Magnetic nanomaterials for applications in magnetic resonance imaging and cancer stem cell biology
Jebb, Meghan Helen
Wilson, Lon J.
Doctor of Philosophy
Magnetic nanomaterials are uniquely suited for applications in biology and medicine. With size compatibility, tunable physical properties, and the capacity for external magnetic control, nanoscale magnetic particles have been exploited for drug delivery, hyperthermia-mediated cancer therapy, cell separation and isolation, and magnetic resonance imaging (MRI). This work explores several different nano-based materials for MRI and cancer cell isolation applications. First, Gd3+-loaded carbon nanotube capsules, or gadonanotubes (GNTs), have been analyzed by X-ray absorption spectroscopy to account for the structural contributions to their high MRI contrast enhancement properties. This work revealed the existence of small [Gd-O9] sites in the GNTs with short Gd-O (and thus Gd-H) bond lengths, which contribute to their high performance. Secondly, two new nanomaterials were developed, by loading paramagnetic Mn2+ ions into or onto ultra-short single-walled carbon nanotubes (US-tubes) or GNTs (manganonanotubes and manganogadonanotubes, MNTs and MGTs, respectively). With relaxivity (r1) values of 65 (MNT), 74 (MGT), and 110 (GNT) mM-1s-1 per ion and approximately 13-fold contrast enhancements in all cases over the free ions, US-tubes have been further confirmed as a universal platform for the enhancement of MRI contrast agent properties with the GNTs being the best r1 agents developed to date.
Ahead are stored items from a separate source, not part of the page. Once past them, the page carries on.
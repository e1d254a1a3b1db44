//! Promo code validation, redemption and administrative creation.
//!
//! Validation and redemption outcomes are business results the UI branches
//! on, so they are returned as 200 responses carrying a stable `error_code`
//! plus a message localized from the fixed per-locale table.

use std::sync::Arc;

use axum::extract::State;
use axum::Json;
use chrono::{DateTime, Utc};
use serde::{Deserialize, Serialize};

use omni_credits_core::{
    normalize_code, CreditTransaction, PromoCode, PromoKind, PromoRedemption, PromoRejection,
};
use omni_credits_store::{Store, StoreError};

use crate::auth::{AuthUser, ServiceAuth};
use crate::error::ApiError;
use crate::locale::{self, Locale};
use crate::state::AppState;

/// Validate request.
#[derive(Debug, Deserialize)]
pub struct ValidatePromoRequest {
    /// The code to validate.
    pub code: String,
    /// Response language tag (default: en).
    pub lang: Option<String>,
}

/// Validate response.
#[derive(Debug, Serialize)]
pub struct ValidatePromoResponse {
    /// Whether the code can be redeemed by this user.
    pub valid: bool,
    /// Code kind, when valid.
    #[serde(skip_serializing_if = "Option::is_none")]
    pub promo_type: Option<String>,
    /// Code value, when valid.
    #[serde(skip_serializing_if = "Option::is_none")]
    pub value: Option<i64>,
    /// Stable error code, when invalid.
    #[serde(skip_serializing_if = "Option::is_none")]
    pub error_code: Option<&'static str>,
    /// Localized message, when invalid.
    #[serde(skip_serializing_if = "Option::is_none")]
    pub message: Option<&'static str>,
}

impl ValidatePromoResponse {
    fn rejected(rejection: PromoRejection, lang: Locale) -> Self {
        Self {
            valid: false,
            promo_type: None,
            value: None,
            error_code: Some(rejection.error_code()),
            message: Some(locale::message(rejection.error_code(), lang)),
        }
    }
}

/// Validate a promo code for the current user.
pub async fn validate_promo(
    State(state): State<Arc<AppState>>,
    auth: AuthUser,
    Json(body): Json<ValidatePromoRequest>,
) -> Result<Json<ValidatePromoResponse>, ApiError> {
    let lang = Locale::parse(body.lang.as_deref());

    let outcome = run_validation(&state, &auth, &body.code, Utc::now())?;

    match outcome {
        Ok(promo) => Ok(Json(ValidatePromoResponse {
            valid: true,
            promo_type: Some(promo.kind.as_str().to_string()),
            value: Some(promo.value),
            error_code: None,
            message: None,
        })),
        Err(rejection) => Ok(Json(ValidatePromoResponse::rejected(rejection, lang))),
    }
}

/// Run the ordered validation for one (code, user) pair.
///
/// Outer error = storage failure; inner error = business rejection.
fn run_validation(
    state: &AppState,
    auth: &AuthUser,
    code: &str,
    now: DateTime<Utc>,
) -> Result<Result<PromoCode, PromoRejection>, ApiError> {
    let Some(promo) = state.store.get_promo_code(code)? else {
        return Ok(Err(PromoRejection::InvalidCode));
    };

    let already_used = state.store.get_redemption(&auth.user_id, code)?.is_some();

    match promo.validate(now, already_used) {
        Ok(()) => Ok(Ok(promo)),
        Err(rejection) => Ok(Err(rejection)),
    }
}

/// Redeem request.
#[derive(Debug, Deserialize)]
pub struct RedeemPromoRequest {
    /// The code to redeem.
    pub code: String,
    /// Response language tag (default: en).
    pub lang: Option<String>,
}

/// Redeem response.
#[derive(Debug, Serialize)]
pub struct RedeemPromoResponse {
    /// Whether the redemption was applied.
    pub success: bool,
    /// Credits granted, on success.
    #[serde(skip_serializing_if = "Option::is_none")]
    pub credits_added: Option<i64>,
    /// New balance, on success.
    #[serde(skip_serializing_if = "Option::is_none")]
    pub balance_credits: Option<i64>,
    /// Stable error code, on rejection.
    #[serde(skip_serializing_if = "Option::is_none")]
    pub error_code: Option<&'static str>,
    /// Localized message, on rejection.
    #[serde(skip_serializing_if = "Option::is_none")]
    pub message: Option<&'static str>,
}

impl RedeemPromoResponse {
    fn rejected(rejection: PromoRejection, lang: Locale) -> Self {
        Self {
            success: false,
            credits_added: None,
            balance_credits: None,
            error_code: Some(rejection.error_code()),
            message: Some(locale::message(rejection.error_code(), lang)),
        }
    }
}

/// Redeem a credits promo code for the current user.
///
/// Validation is re-run inside the store's atomic operation; the validate
/// endpoint's earlier answer is never trusted.
pub async fn redeem_promo(
    State(state): State<Arc<AppState>>,
    auth: AuthUser,
    Json(body): Json<RedeemPromoRequest>,
) -> Result<Json<RedeemPromoResponse>, ApiError> {
    let lang = Locale::parse(body.lang.as_deref());

    // Pre-check so we can build the transaction record; the store re-checks.
    let promo = match run_validation(&state, &auth, &body.code, Utc::now())? {
        Ok(promo) => promo,
        Err(rejection) => return Ok(Json(RedeemPromoResponse::rejected(rejection, lang))),
    };

    if promo.kind != PromoKind::Credits {
        return Ok(Json(RedeemPromoResponse::rejected(
            PromoRejection::NotCreditsCode,
            lang,
        )));
    }

    let account = state
        .store
        .get_account(&auth.user_id)?
        .ok_or_else(|| ApiError::NotFound("Account not found".into()))?;

    let tx = CreditTransaction::bonus(
        auth.user_id,
        promo.value,
        account.balance_credits + promo.value,
        format!("Promo code {}", promo.code),
        serde_json::json!({ "promo_code": promo.code }),
    );
    let redemption = PromoRedemption {
        code: promo.code.clone(),
        user_id: auth.user_id,
        credits_awarded: promo.value,
        redeemed_at: Utc::now(),
    };

    let balance = match state
        .store
        .redeem_promo(&auth.user_id, &body.code, &tx, &redemption)
    {
        Ok(balance) => balance,
        Err(StoreError::PromoRejected(rejection)) => {
            return Ok(Json(RedeemPromoResponse::rejected(rejection, lang)));
        }
        Err(e) => return Err(e.into()),
    };

    tracing::info!(
        user_id = %auth.user_id,
        code = %promo.code,
        credits_added = %promo.value,
        new_balance = %balance,
        "Promo code redeemed"
    );

    Ok(Json(RedeemPromoResponse {
        success: true,
        credits_added: Some(promo.value),
        balance_credits: Some(balance),
        error_code: None,
        message: None,
    }))
}

/// Administrative create-code request.
#[derive(Debug, Deserialize)]
pub struct CreatePromoRequest {
    /// The code string (stored normalized).
    pub code: String,
    /// What the code grants.
    pub kind: PromoKind,
    /// Credits, percent or minor currency units depending on kind.
    pub value: i64,
    /// Optional expiry.
    pub expires_at: Option<DateTime<Utc>>,
    /// Optional redemption cap.
    pub max_uses: Option<u32>,
}

/// Administrative endpoint to create a promo code.
pub async fn create_promo(
    State(state): State<Arc<AppState>>,
    auth: ServiceAuth,
    Json(body): Json<CreatePromoRequest>,
) -> Result<Json<serde_json::Value>, ApiError> {
    if body.value <= 0 {
        return Err(ApiError::InvalidAmount("value must be positive".into()));
    }

    let normalized = normalize_code(&body.code);
    if normalized.is_empty() {
        return Err(ApiError::BadRequest("code must not be empty".into()));
    }

    if state.store.get_promo_code(&normalized)?.is_some() {
        return Err(ApiError::Conflict(format!(
            "Promo code {normalized} already exists"
        )));
    }

    let mut promo = PromoCode::new(&body.code, body.kind, body.value);
    promo.expires_at = body.expires_at;
    promo.max_uses = body.max_uses;

    state.store.put_promo_code(&promo)?;

    tracing::info!(
        code = %promo.code,
        kind = %promo.kind.as_str(),
        value = %promo.value,
        created_by = %auth.service_name,
        "Promo code created"
    );

    Ok(Json(serde_json::json!({ "code": promo.code })))
}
Finally, a method for the isolation of quiescent breast cancer cells has been developed, using iron oxide nanoparticles (IONs) as intracellular labels. Once isolated, functional assays were employed to characterize the drug resistance and stem-like nature of the quiescent subpopulation. The project has thus demonstrated how a magnetic nanomaterial-facilitated procedure can be exploited to probe fundamental questions in cancer stem cell biology.